Konser Tony Q | Jaringan Rakyat Miskin kota
menjadi berita hari ini lalu esok hancur, dan bangkit lagi setiap hari,
kota raksasa yang meruang di kamar tiga meter persegi, juga tak terbatas bagai sebuah galaksi
kota yang memimpikan kita semua, yang kita bangun dan robohkan dan bangun lagi sementara kita bermimpi,
aku berbicara tentang kota raksasa, yang realitas kesehariannya terdiri atas dua kata: yang liyan
dan di setiap mereka ada sebuah aku yang dipetik dari sebuah kami, aku yang hanyut
Octavio Paz, I Speak of the City
Bagaimana kita menafsir Indonesia hari ini?
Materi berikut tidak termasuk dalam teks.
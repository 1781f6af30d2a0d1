//! Synchronized token cache persistence
//!
//! [`CacheStorage`] runs the read-merge-write cycle under the cross-process
//! lock, reloading whenever the marker moved. [`TokenCacheHelper`] sits on
//! top and keeps the cache usable in memory when persistence fails.

mod helper;
mod snapshot;
mod storage;

use std::error::Error as StdError;
use std::path::PathBuf;
use std::time::Duration;

use thiserror::Error;

use crate::config::ConfigError;
use crate::fileio::FileIoError;
use crate::lock::LockError;
use crate::storage::StorageError;

pub use helper::{PersistenceMode, TokenCacheHelper};
pub use snapshot::CacheSnapshot;
pub use storage::CacheStorage;

/// Boxed error returned by an update callback
pub type MutatorError = Box<dyn StdError + Send + Sync>;

/// Errors surfaced to the token acquisition layer
#[derive(Debug, Error)]
pub enum CacheError {
    /// The configuration is incomplete or inconsistent
    #[error(transparent)]
    Config(#[from] ConfigError),

    /// Another holder kept the lock past the timeout
    #[error("Timed out after {waited:?} waiting for cache lock {path}")]
    LockTimeout { path: PathBuf, waited: Duration },

    /// The lock file could not be opened or locked
    #[error(transparent)]
    Lock(LockError),

    /// A file stayed busy through the whole retry budget
    #[error("Cache file busy: {0}")]
    TransientIo(#[source] FileIoError),

    /// A file operation failed outright
    #[error(transparent)]
    Io(FileIoError),

    /// The secure store cannot be used on this host right now
    #[error(transparent)]
    StorageUnavailable(StorageError),

    /// The caller's update callback failed; nothing was written
    #[error("Cache update callback failed: {0}")]
    Mutator(#[source] MutatorError),

    /// The host failed the write/read-back probe
    #[error("Persistence validation failed: {0}")]
    PersistenceValidation(String),
}

impl CacheError {
    pub fn is_lock_timeout(&self) -> bool {
        matches!(self, CacheError::LockTimeout { .. })
    }

    pub fn is_transient(&self) -> bool {
        matches!(self, CacheError::TransientIo(_))
    }

    pub fn is_storage_unavailable(&self) -> bool {
        matches!(self, CacheError::StorageUnavailable(_))
    }
}

impl From<LockError> for CacheError {
    fn from(error: LockError) -> Self {
        match error {
            LockError::Timeout { path, waited } => CacheError::LockTimeout { path, waited },
            other => CacheError::Lock(other),
        }
    }
}

impl From<FileIoError> for CacheError {
    fn from(error: FileIoError) -> Self {
        if error.is_transient() {
            CacheError::TransientIo(error)
        } else {
            CacheError::Io(error)
        }
    }
}

impl From<StorageError> for CacheError {
    fn from(error: StorageError) -> Self {
        match error {
            StorageError::File(e) => e.into(),
            unavailable => CacheError::StorageUnavailable(unavailable),
        }
    }
}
Kehidupan bersama yang tergerus oleh keserakahan, korupsi, kekerasan dan kejumudan. Orang-orang miskin di kota yang digusur pemukiman dan pekerjaannya; dan terlantar, teronggok bagai sampah namun tetap lentur dan liat menjaga kehidupannya, walau tidak diakui sumbangan dan haknya. Orang-orang gunung yang awas menyiasati perubahan jaman dan merawat akar kehidupannya. Puluhan ribu warga desa-desa di Porong yang digusur oleh lumpur keserakahan pemodal, diinjak-injak hak hidup dan peradabannya, kemanusiaan dan masa depannya. Indonesia yang semakin urban tetapi sumberdaya alamnya habis dikuras, hasilnya mengalir ke pusat-pusat perekonomian dunia dan saku mereka yang berkuasa. Bencana alam, nyawa yang tak lagi berharga, anak-anak yang putus sekolah, anak-anak yang mengalami malnutrisi, orang-orang yang hilang harapan, membunuh dirinya karena kemiskinan, gaya hidup bermewah orang-orang super kaya, dan penguasa politik yang pura-pura peduli tetapi ketahuan tuli dan tidak becus.